5 Kinds of Questions to Use in Every Group Lesson

As you begin writing the questions for your study, it is important to realize there are several types of questions:

1. Approach questions.

An approach question is asked at the beginning of the study before the passage is read. It can spark a discussion in three ways:

First, it helps the group members warm up to each other. No matter how well people may know each other, there is always a stiffness that needs to be overcome before people will begin to talk openly. An approach question helps to break the ice. For example, in this study on Matthew 20 we might ask: “When you were a child, what did you want to be when you grew up?”

Second, an approach question gets people thinking along the lines of the topic of the study. Most people will have lots of different things going on in their minds (dinner, an important meeting coming up, how to get the car fixed) that will have nothing to do with the study. A creative question will get their attention and draw them into the discussion.
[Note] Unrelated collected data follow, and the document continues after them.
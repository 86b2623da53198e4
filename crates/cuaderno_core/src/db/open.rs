//! Opening and preparing SQLite connections.
//!
//! # Responsibility
//! - Open the backing file (or an in-memory database) and bring it to the
//!   latest schema before anyone touches it.
//! - Configure the pragmas core behavior relies on.
//!
//! # Invariants
//! - Foreign keys are enforced on every returned connection.
//! - File-backed connections run in WAL mode; readers never block the one
//!   writer, and writers wait on the busy timeout instead of failing fast.

use super::migrations::apply_migrations;
use super::{DbError, DbResult};
use log::{error, info};
use rusqlite::Connection;
use std::path::Path;
use std::time::{Duration, Instant};

const BUSY_TIMEOUT: Duration = Duration::from_secs(5);

/// Opens (creating when missing) the database file at `path`.
///
/// Emits paired `db_open` start/ok events with the elapsed time, or one
/// error event when opening fails.
pub fn open_db(path: impl AsRef<Path>) -> DbResult<Connection> {
    open_with("file", || Connection::open(path), true)
}

/// Opens a fresh private in-memory database, mainly for tests.
pub fn open_db_in_memory() -> DbResult<Connection> {
    open_with("memory", Connection::open_in_memory, false)
}

fn open_with(
    mode: &str,
    open: impl FnOnce() -> rusqlite::Result<Connection>,
    wal: bool,
) -> DbResult<Connection> {
    let started = Instant::now();
    info!("event=db_open module=db status=start mode={mode}");

    let result = open()
        .map_err(DbError::from)
        .and_then(|mut conn| configure(&mut conn, wal).map(|()| conn));

    match result {
        Ok(conn) => {
            info!(
                "event=db_open module=db status=ok mode={mode} duration_ms={}",
                started.elapsed().as_millis()
            );
            Ok(conn)
        }
        Err(err) => {
            error!(
                "event=db_open module=db status=error mode={mode} duration_ms={} error={err}",
                started.elapsed().as_millis()
            );
            Err(err)
        }
    }
}

fn configure(conn: &mut Connection, wal: bool) -> DbResult<()> {
    conn.execute_batch("PRAGMA foreign_keys = ON;")?;
    if wal {
        // In-memory databases ignore journal_mode, so only file stores ask for it.
        conn.execute_batch("PRAGMA journal_mode = WAL;")?;
    }
    conn.busy_timeout(BUSY_TIMEOUT)?;
    apply_migrations(conn)?;
    Ok(())
}
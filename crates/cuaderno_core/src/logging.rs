//! Rolling file logs for the core crate.
//!
//! # Responsibility
//! - Start the process-wide logger once, with size-based rotation.
//! - Capture panic payloads as sanitized single-line events.
//!
//! # Invariants
//! - `init_logging` is idempotent for one (level, directory) pair and
//!   rejects any attempt to re-point an active logger.
//! - Nothing in this module panics; failures come back as strings.

use flexi_logger::{Cleanup, Criterion, FileSpec, Logger, LoggerHandle, Naming, WriteMode};
use log::{error, info};
use once_cell::sync::OnceCell;
use std::path::PathBuf;
use std::sync::Once;

const LOG_BASENAME: &str = "cuaderno";
const LOG_ROTATE_BYTES: u64 = 8 * 1024 * 1024;
const LOG_KEEP_FILES: usize = 4;
const PANIC_TEXT_LIMIT: usize = 200;

static RUNTIME: OnceCell<LogRuntime> = OnceCell::new();
static PANIC_HOOK: Once = Once::new();

#[derive(Clone, PartialEq, Eq)]
struct LogConfig {
    level: &'static str,
    dir: PathBuf,
}

struct LogRuntime {
    config: LogConfig,
    _handle: LoggerHandle,
}

/// Starts file logging at `level` into `log_dir`.
///
/// The first successful call wins: later calls with the same level and
/// directory are no-ops, calls with a different pair fail. `log_dir` must
/// be an absolute path; it is created when missing.
///
/// # Errors
/// Unknown levels, relative or empty directories, and logger backend
/// failures all surface as a human-readable message.
pub fn init_logging(level: &str, log_dir: &str) -> Result<(), String> {
    let request = LogConfig {
        level: parse_level(level)?,
        dir: resolve_dir(log_dir)?,
    };

    let active = RUNTIME.get_or_try_init(|| start_runtime(&request))?;
    if active.config != request {
        return Err(format!(
            "logging already runs at level `{}` in `{}`; refusing level `{}` in `{}`",
            active.config.level,
            active.config.dir.display(),
            request.level,
            request.dir.display()
        ));
    }
    Ok(())
}

/// Level and directory of the active logger, `None` before `init_logging`.
pub fn logging_status() -> Option<(&'static str, PathBuf)> {
    RUNTIME
        .get()
        .map(|runtime| (runtime.config.level, runtime.config.dir.clone()))
}

/// Level used when the embedding app does not pick one: `debug` in debug
/// builds, `info` otherwise.
pub fn default_log_level() -> &'static str {
    if cfg!(debug_assertions) {
        "debug"
    } else {
        "info"
    }
}

fn start_runtime(config: &LogConfig) -> Result<LogRuntime, String> {
    std::fs::create_dir_all(&config.dir).map_err(|err| {
        format!(
            "cannot create log directory `{}`: {err}",
            config.dir.display()
        )
    })?;
    let handle = build_logger(config)?;
    install_panic_hook();

    info!(
        "event=logging_init module=logging status=ok level={} dir={} core_version={}",
        config.level,
        config.dir.display(),
        env!("CARGO_PKG_VERSION")
    );

    Ok(LogRuntime {
        config: config.clone(),
        _handle: handle,
    })
}

fn build_logger(config: &LogConfig) -> Result<LoggerHandle, String> {
    Logger::try_with_str(config.level)
        .map_err(|err| format!("invalid log level `{}`: {err}", config.level))?
        .log_to_file(
            FileSpec::default()
                .directory(&config.dir)
                .basename(LOG_BASENAME),
        )
        .rotate(
            Criterion::Size(LOG_ROTATE_BYTES),
            Naming::Numbers,
            Cleanup::KeepLogFiles(LOG_KEEP_FILES),
        )
        .append()
        .write_mode(WriteMode::BufferAndFlush)
        .format_for_files(flexi_logger::detailed_format)
        .start()
        .map_err(|err| format!("cannot start logger: {err}"))
}

fn parse_level(level: &str) -> Result<&'static str, String> {
    let wanted = level.trim().to_ascii_lowercase();
    for known in ["trace", "debug", "info", "warn", "error"] {
        if wanted == known {
            return Ok(known);
        }
    }
    if wanted == "warning" {
        return Ok("warn");
    }
    Err(format!(
        "unknown log level `{level}`; use trace, debug, info, warn or error"
    ))
}

fn resolve_dir(log_dir: &str) -> Result<PathBuf, String> {
    let trimmed = log_dir.trim();
    if trimmed.is_empty() {
        return Err("log directory cannot be empty".to_string());
    }
    let dir = PathBuf::from(trimmed);
    if dir.is_relative() {
        return Err(format!("log directory must be absolute, got `{trimmed}`"));
    }
    Ok(dir)
}

fn install_panic_hook() {
    PANIC_HOOK.call_once(|| {
        let previous = std::panic::take_hook();
        std::panic::set_hook(Box::new(move |info| {
            let location = info
                .location()
                .map(|loc| format!("{}:{}", loc.file(), loc.line()))
                .unwrap_or_else(|| "unknown".to_string());
            error!(
                "event=panic module=logging status=error location={location} message={}",
                redact(&payload_text(info))
            );
            previous(info);
        }));
    });
}

fn payload_text(info: &std::panic::PanicHookInfo<'_>) -> String {
    let payload = info.payload();
    if let Some(text) = payload.downcast_ref::<&str>() {
        (*text).to_string()
    } else if let Some(text) = payload.downcast_ref::<String>() {
        text.clone()
    } else {
        "opaque panic payload".to_string()
    }
}

/// Log lines must stay single-line; panic payloads carry arbitrary user
/// text, so control characters become spaces and long text is cut off.
fn redact(text: &str) -> String {
    let mut out = String::new();
    for (index, c) in text.chars().enumerate() {
        if index == PANIC_TEXT_LIMIT {
            out.push_str("...");
            break;
        }
        out.push(if c.is_control() { ' ' } else { c });
    }
    out
}

#[cfg(test)]
mod tests {
    use super::{default_log_level, init_logging, logging_status, parse_level, redact, resolve_dir};
    use std::path::PathBuf;
    use std::time::{SystemTime, UNIX_EPOCH};

    fn unique_temp_dir(suffix: &str) -> PathBuf {
        let nanos = SystemTime::now()
            .duration_since(UNIX_EPOCH)
            .expect("system time should be after unix epoch")
            .as_nanos();
        std::env::temp_dir().join(format!(
            "cuaderno-logs-{suffix}-{}-{nanos}",
            std::process::id()
        ))
    }

    #[test]
    fn parse_level_normalizes_case_and_whitespace() {
        assert_eq!(parse_level("INFO").expect("INFO is a level"), "info");
        assert_eq!(parse_level(" warning ").expect("warning maps"), "warn");
        assert!(parse_level("loud").is_err());
    }

    #[test]
    fn default_level_is_always_parseable() {
        assert!(parse_level(default_log_level()).is_ok());
    }

    #[test]
    fn resolve_dir_rejects_relative_and_empty_paths() {
        assert!(resolve_dir("logs/dev")
            .expect_err("relative paths are rejected")
            .contains("absolute"));
        assert!(resolve_dir("  ").is_err());
    }

    #[test]
    fn redact_flattens_control_characters_and_truncates() {
        let flattened = redact("line1\nline2\tline3");
        assert!(!flattened.contains('\n'));
        assert!(!flattened.contains('\t'));

        let long = "x".repeat(500);
        assert!(redact(&long).ends_with("..."));
    }

    #[test]
    fn init_logging_is_idempotent_and_rejects_conflicts() {
        let log_dir = unique_temp_dir("first");
        let log_dir_str = log_dir
            .to_str()
            .expect("temp dir is valid UTF-8")
            .to_string();
        let other_dir = unique_temp_dir("second");
        let other_dir_str = other_dir
            .to_str()
            .expect("temp dir is valid UTF-8")
            .to_string();

        init_logging("info", &log_dir_str).expect("first init succeeds");
        init_logging("info", &log_dir_str).expect("same config is a no-op");

        let level_conflict =
            init_logging("debug", &log_dir_str).expect_err("level conflict fails");
        assert!(level_conflict.contains("refusing"));

        let dir_conflict =
            init_logging("info", &other_dir_str).expect_err("directory conflict fails");
        assert!(dir_conflict.contains("refusing"));

        let (active_level, active_dir) = logging_status().expect("logging is active");
        assert_eq!(active_level, "info");
        assert_eq!(active_dir, log_dir);
    }
}
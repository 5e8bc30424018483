//! Runtime Configuration
//!
//! Engine and server settings, read from `SPINSERVE_*` environment variables
//! with defaults for anything unset or unparsable.

use std::net::SocketAddr;
use std::str::FromStr;
use std::time::Duration;
use serde::{Serialize, Deserialize};

/// What happens to a session after its reward has been applied.
#[derive(Clone, Copy, Debug, PartialEq, Eq, Serialize, Deserialize)]
#[serde(rename_all = "snake_case")]
pub enum AfterRewardPolicy {
    /// `REWARD_APPLIED` is final. One reward per visit.
    Terminal,
    /// A bill refresh after the reward was applied starts the next cycle.
    NextCycle,
}

impl FromStr for AfterRewardPolicy {
    type Err = String;

    fn from_str(s: &str) -> Result<Self, Self::Err> {
        match s.trim().to_ascii_lowercase().as_str() {
            "terminal" => Ok(Self::Terminal),
            "next_cycle" | "next-cycle" => Ok(Self::NextCycle),
            other => Err(format!("unknown after-reward policy '{}'", other)),
        }
    }
}

/// Game engine settings.
#[derive(Debug, Clone)]
pub struct EngineConfig {
    /// Times a spin is recomputed when the wheel config changes under it.
    pub spin_retries: u32,
    /// Longest wait for a session lock before reporting a conflict.
    pub lock_timeout: Duration,
    /// Policy after a reward is applied.
    pub after_reward: AfterRewardPolicy,
    /// Capacity of the event broadcast channel.
    pub event_capacity: usize,
}

impl Default for EngineConfig {
    fn default() -> Self {
        Self {
            spin_retries: 3,
            lock_timeout: Duration::from_millis(2000),
            after_reward: AfterRewardPolicy::Terminal,
            event_capacity: 256,
        }
    }
}

impl EngineConfig {
    /// Create config from environment variables.
    pub fn from_env() -> Self {
        let defaults = Self::default();
        Self {
            spin_retries: env_or("SPINSERVE_SPIN_RETRIES", defaults.spin_retries),
            lock_timeout: Duration::from_millis(env_or(
                "SPINSERVE_LOCK_TIMEOUT_MS",
                defaults.lock_timeout.as_millis() as u64,
            )),
            after_reward: env_or("SPINSERVE_AFTER_REWARD", defaults.after_reward),
            event_capacity: env_or("SPINSERVE_EVENT_CAPACITY", defaults.event_capacity),
        }
    }
}

/// Network server settings.
#[derive(Debug, Clone)]
pub struct ServerConfig {
    /// Bind address.
    pub bind_addr: SocketAddr,
    /// Maximum concurrent connections.
    pub max_connections: usize,
    /// Connections silent for longer than this are dropped.
    pub idle_timeout: Duration,
    /// Closed sessions are purged after this long.
    pub closed_retention: Duration,
    /// Interval of the cleanup loop.
    pub cleanup_interval: Duration,
}

impl Default for ServerConfig {
    fn default() -> Self {
        Self {
            bind_addr: SocketAddr::from(([0, 0, 0, 0], 8080)),
            max_connections: 1000,
            idle_timeout: Duration::from_secs(300),
            closed_retention: Duration::from_secs(3600),
            cleanup_interval: Duration::from_secs(60),
        }
    }
}

impl ServerConfig {
    /// Create config from environment variables.
    pub fn from_env() -> Self {
        let defaults = Self::default();
        Self {
            bind_addr: env_or("SPINSERVE_BIND_ADDR", defaults.bind_addr),
            max_connections: env_or("SPINSERVE_MAX_CONNECTIONS", defaults.max_connections),
            idle_timeout: Duration::from_secs(env_or(
                "SPINSERVE_IDLE_TIMEOUT_SECS",
                defaults.idle_timeout.as_secs(),
            )),
            closed_retention: Duration::from_secs(env_or(
                "SPINSERVE_CLOSED_RETENTION_SECS",
                defaults.closed_retention.as_secs(),
            )),
            cleanup_interval: defaults.cleanup_interval,
        }
    }
}

/// Parse an env var, falling back to `default` when unset or invalid.
fn env_or<T: FromStr>(key: &str, default: T) -> T {
    match std::env::var(key) {
        Ok(raw) => match raw.parse() {
            Ok(value) => value,
            Err(_) => {
                tracing::warn!("Ignoring invalid {}={:?}, using default", key, raw);
                default
            }
        },
        Err(_) => default,
    }
}

#[cfg(test)]
mod tests {
    use super::*;

    #[test]
    fn test_engine_config_default() {
        let config = EngineConfig::default();
        assert_eq!(config.spin_retries, 3);
        assert_eq!(config.after_reward, AfterRewardPolicy::Terminal);
    }

    #[test]
    fn test_server_config_default() {
        let config = ServerConfig::default();
        assert_eq!(config.bind_addr.port(), 8080);
        assert_eq!(config.max_connections, 1000);
    }

    #[test]
    fn test_policy_parsing() {
        assert_eq!("terminal".parse(), Ok(AfterRewardPolicy::Terminal));
        assert_eq!("NEXT_CYCLE".parse(), Ok(AfterRewardPolicy::NextCycle));
        assert!("sometimes".parse::<AfterRewardPolicy>().is_err());
    }

    #[test]
    fn test_env_or_fallback() {
        std::env::set_var("SPINSERVE_TEST_ENV_OR", "not-a-number");
        assert_eq!(env_or("SPINSERVE_TEST_ENV_OR", 7u32), 7);
        std::env::set_var("SPINSERVE_TEST_ENV_OR", "12");
        assert_eq!(env_or("SPINSERVE_TEST_ENV_OR", 7u32), 12);
        std::env::remove_var("SPINSERVE_TEST_ENV_OR");
        assert_eq!(env_or("SPINSERVE_TEST_ENV_OR", 7u32), 7);
    }
}
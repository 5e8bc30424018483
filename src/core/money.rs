//! Exact Currency Arithmetic
//!
//! Bill totals and unlock thresholds are compared against each other, so they
//! must never drift. All amounts are stored as whole minor units (paise, cents)
//! in an `i64` - no floats anywhere in the engine.
//!
//! ```text
//! Money(22050)  ==  220.50
//!       └─ minor units (1/100 of the major unit)
//! ```

use std::fmt;
use serde::{Serialize, Deserialize};

/// Minor units per major unit (100 paise = 1 rupee).
pub const MINOR_PER_MAJOR: i64 = 100;

/// An amount of money in minor units.
///
/// Serialized as the raw minor-unit integer.
#[derive(Clone, Copy, Debug, Default, PartialEq, Eq, PartialOrd, Ord, Hash, Serialize, Deserialize)]
#[serde(transparent)]
pub struct Money(i64);

impl Money {
    /// Zero.
    pub const ZERO: Money = Money(0);

    /// Create from minor units.
    #[inline]
    pub const fn from_minor(minor: i64) -> Self {
        Self(minor)
    }

    /// Create from whole major units (`from_major(200)` is 200.00).
    #[inline]
    pub const fn from_major(major: i64) -> Self {
        Self(major * MINOR_PER_MAJOR)
    }

    /// Raw minor units.
    #[inline]
    pub const fn minor(self) -> i64 {
        self.0
    }

    /// True if strictly greater than zero.
    #[inline]
    pub const fn is_positive(self) -> bool {
        self.0 > 0
    }

    /// True if below zero.
    #[inline]
    pub const fn is_negative(self) -> bool {
        self.0 < 0
    }

    /// Checked addition. `None` on overflow.
    #[inline]
    pub fn checked_add(self, other: Money) -> Option<Money> {
        self.0.checked_add(other.0).map(Money)
    }

    /// Checked multiplication by a count (quantity, cycle number).
    #[inline]
    pub fn checked_mul(self, count: u32) -> Option<Money> {
        self.0.checked_mul(count as i64).map(Money)
    }

    /// Subtraction clamped at zero.
    #[inline]
    pub fn saturating_sub_floor(self, other: Money) -> Money {
        Money((self.0 - other.0).max(0))
    }

    /// `percent`% of this amount, rounded down to the minor unit.
    ///
    /// Computed in i128 so large bills cannot overflow the intermediate.
    pub fn percent_of(self, percent: u8) -> Money {
        let scaled = (self.0 as i128 * percent as i128) / 100;
        Money(scaled as i64)
    }

    /// The smaller of two amounts.
    #[inline]
    pub fn min(self, other: Money) -> Money {
        if self <= other { self } else { other }
    }
}

impl fmt::Display for Money {
    fn fmt(&self, f: &mut fmt::Formatter<'_>) -> fmt::Result {
        let sign = if self.0 < 0 { "-" } else { "" };
        let abs = self.0.unsigned_abs();
        let per = MINOR_PER_MAJOR as u64;
        write!(f, "{}{}.{:02}", sign, abs / per, abs % per)
    }
}

// =============================================================================
// TESTS
// =============================================================================
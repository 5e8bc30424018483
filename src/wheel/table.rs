//! Probability Table
//!
//! Turns the slot list staff configured into a [`NormalizedTable`]: each slot
//! owns a half-open interval of the integer draw domain `[0, 100)`.
//!
//! ```text
//! slots:      Try Again (60)     10% Off (40)
//! intervals:  [0, 60)            [60, 100)
//! bounds:     60                 100          (exclusive upper bounds)
//! ```
//!
//! Validation never corrects anything. A table that does not sum to exactly
//! 100 is rejected outright, and staff must fix it before the wheel can spin.

use serde::{Serialize, Deserialize};

use crate::wheel::config::{MenuItemId, MenuSnapshot};
use crate::wheel::reward::Reward;

/// Size of the draw domain. Probabilities are whole percentage points.
pub const DRAW_DOMAIN: u32 = 100;

/// One wedge of the prize wheel.
#[derive(Clone, Debug, PartialEq, Eq, Serialize, Deserialize)]
pub struct Slot {
    /// Text on the wedge.
    pub label: String,
    /// Chance in whole percentage points (0..=100).
    pub probability: u32,
    /// Prize, or `None` for "try again".
    #[serde(default)]
    pub reward: Option<Reward>,
}

impl Slot {
    /// Slot with a prize.
    pub fn prize(label: impl Into<String>, probability: u32, reward: Reward) -> Self {
        Self { label: label.into(), probability, reward: Some(reward) }
    }

    /// Slot without a prize.
    pub fn empty(label: impl Into<String>, probability: u32) -> Self {
        Self { label: label.into(), probability, reward: None }
    }
}

/// Configuration errors. These block saving a wheel; they are never coerced.
#[derive(Debug, Clone, PartialEq, Eq, thiserror::Error)]
pub enum ConfigError {
    /// No slots at all.
    #[error("wheel has no slots")]
    Empty,

    /// Probabilities do not add up to exactly 100.
    #[error("slot probabilities sum to {sum}, expected exactly 100")]
    ProbabilitySumInvalid {
        /// Actual sum.
        sum: u64,
    },

    /// A free-item reward points at something not on the menu.
    #[error("slot {slot} rewards menu item '{item}' which is not on the menu")]
    DanglingItemReference {
        /// Slot index.
        slot: usize,
        /// Unresolved item.
        item: MenuItemId,
    },

    /// A single probability above 100.
    #[error("slot {slot} has probability {probability}, must be 0..=100")]
    ProbabilityOutOfRange {
        /// Slot index.
        slot: usize,
        /// Configured value.
        probability: u32,
    },

    /// Blank wedge label.
    #[error("slot {slot} has an empty label")]
    EmptyLabel {
        /// Slot index.
        slot: usize,
    },

    /// Unlock threshold or increment below zero.
    #[error("unlock thresholds cannot be negative")]
    NegativeThreshold,
}

/// A validated table with precomputed cumulative bounds.
///
/// Only [`ProbabilityTable::validate`] can build one, so holding a
/// `NormalizedTable` means the slots sum to exactly [`DRAW_DOMAIN`].
#[derive(Clone, Debug, PartialEq, Eq)]
pub struct NormalizedTable {
    slots: Vec<Slot>,
    /// `bounds[i]` is the exclusive upper end of slot `i`'s interval.
    bounds: Vec<u32>,
}

impl NormalizedTable {
    /// Slots in declaration order.
    pub fn slots(&self) -> &[Slot] {
        &self.slots
    }

    /// Number of slots.
    pub fn len(&self) -> usize {
        self.slots.len()
    }

    /// Always false for a validated table.
    pub fn is_empty(&self) -> bool {
        self.slots.is_empty()
    }

    /// Half-open interval `[start, end)` owned by slot `index`.
    pub fn interval(&self, index: usize) -> Option<(u32, u32)> {
        let end = *self.bounds.get(index)?;
        let start = if index == 0 { 0 } else { self.bounds[index - 1] };
        Some((start, end))
    }

    /// Slot whose interval contains `draw`. `None` if `draw >= DRAW_DOMAIN`.
    ///
    /// Binary search over the bounds. Zero-width intervals are skipped, and
    /// because intervals are half-open no draw belongs to two slots.
    pub fn slot_for(&self, draw: u32) -> Option<usize> {
        if draw >= DRAW_DOMAIN {
            return None;
        }
        Some(self.bounds.partition_point(|&upper| upper <= draw))
    }
}

/// Validation entry point.
pub struct ProbabilityTable;

impl ProbabilityTable {
    /// Validate and normalize a slot list.
    ///
    /// Checks, in order: non-empty, per-slot label and range, exact sum of
    /// 100, and that every free-item reward resolves against `menu`.
    pub fn validate(slots: &[Slot], menu: &MenuSnapshot) -> Result<NormalizedTable, ConfigError> {
        if slots.is_empty() {
            return Err(ConfigError::Empty);
        }

        for (index, slot) in slots.iter().enumerate() {
            if slot.label.trim().is_empty() {
                return Err(ConfigError::EmptyLabel { slot: index });
            }
            if slot.probability > DRAW_DOMAIN {
                return Err(ConfigError::ProbabilityOutOfRange {
                    slot: index,
                    probability: slot.probability,
                });
            }
        }

        let sum: u64 = slots.iter().map(|s| s.probability as u64).sum();
        if sum != DRAW_DOMAIN as u64 {
            return Err(ConfigError::ProbabilitySumInvalid { sum });
        }

        for (index, slot) in slots.iter().enumerate() {
            if let Some(item) = slot.reward.as_ref().and_then(Reward::item) {
                if !menu.resolves(item) {
                    return Err(ConfigError::DanglingItemReference {
                        slot: index,
                        item: item.clone(),
                    });
                }
            }
        }

        let mut bounds = Vec::with_capacity(slots.len());
        let mut cumulative = 0u32;
        for slot in slots {
            cumulative += slot.probability;
            bounds.push(cumulative);
        }

        Ok(NormalizedTable { slots: slots.to_vec(), bounds })
    }
}

// =============================================================================
// TESTS
// =============================================================================
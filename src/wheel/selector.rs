//! Wheel Selection
//!
//! Draws one integer from the random source and maps it onto the table.
//! One draw per spin, nothing else is consumed, so a recorded seed replays
//! to the same slot.

use serde::{Serialize, Deserialize};

use crate::core::rng::RandomSource;
use crate::wheel::table::{NormalizedTable, Slot, DRAW_DOMAIN};

/// The outcome of one draw.
#[derive(Clone, Debug, PartialEq, Eq, Serialize, Deserialize)]
pub struct SelectedSlot {
    /// Index into the table's slots.
    pub index: usize,
    /// The raw draw in `[0, 100)`.
    pub draw: u32,
    /// Copy of the winning slot.
    pub slot: Slot,
}

/// Draws slots from validated tables.
pub struct WheelSelector;

impl WheelSelector {
    /// Select one slot.
    ///
    /// Infallible for a validated table: the last bound is always
    /// [`DRAW_DOMAIN`] and the draw is always below it.
    ///
    /// # Panics
    ///
    /// If the source breaks the [`RandomSource::next_below`] contract and
    /// returns a value outside `[0, DRAW_DOMAIN)`.
    pub fn select<R: RandomSource + ?Sized>(table: &NormalizedTable, rng: &mut R) -> SelectedSlot {
        let draw = rng.next_below(DRAW_DOMAIN);
        match Self::select_draw(table, draw) {
            Some(selected) => selected,
            None => panic!("random source returned {} for next_below({})", draw, DRAW_DOMAIN),
        }
    }

    /// Map an already-drawn value. Used by replay verification.
    ///
    /// Returns `None` for a draw outside `[0, DRAW_DOMAIN)`.
    pub fn select_draw(table: &NormalizedTable, draw: u32) -> Option<SelectedSlot> {
        let index = table.slot_for(draw)?;
        Some(SelectedSlot {
            index,
            draw,
            slot: table.slots()[index].clone(),
        })
    }
}

// =============================================================================
// TESTS
// =============================================================================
Third, an approach question can reveal where our thoughts or feelings need to be transformed by Scripture. This is why it is especially important not to read the passage before the approach question is asked. The passage will tend to color the honest reactions people would otherwise give because they are of course supposed to think the way the Bible does. Giving honest responses to various issues before they find out what the Bible says may help them to see where their thoughts or attitudes need to be changed. For example, in our study we might ask: “Do you feel successful? Explain why or why not.”

2. Observation questions.

As you studied the passage on your own, you observed many important facts related to who, what, when, where, why and how (see chapter five). Some of these facts were more significant than others in helping you to interpret and apply the passage. Now you want to help the group to observe these significant facts. Do this by turning your observations into questions. For example, in Matthew 20 the following observations are likely candidates for questions:

Observation: The main characters in this passage are Jesus, the mother, her two sons and the other ten disciples.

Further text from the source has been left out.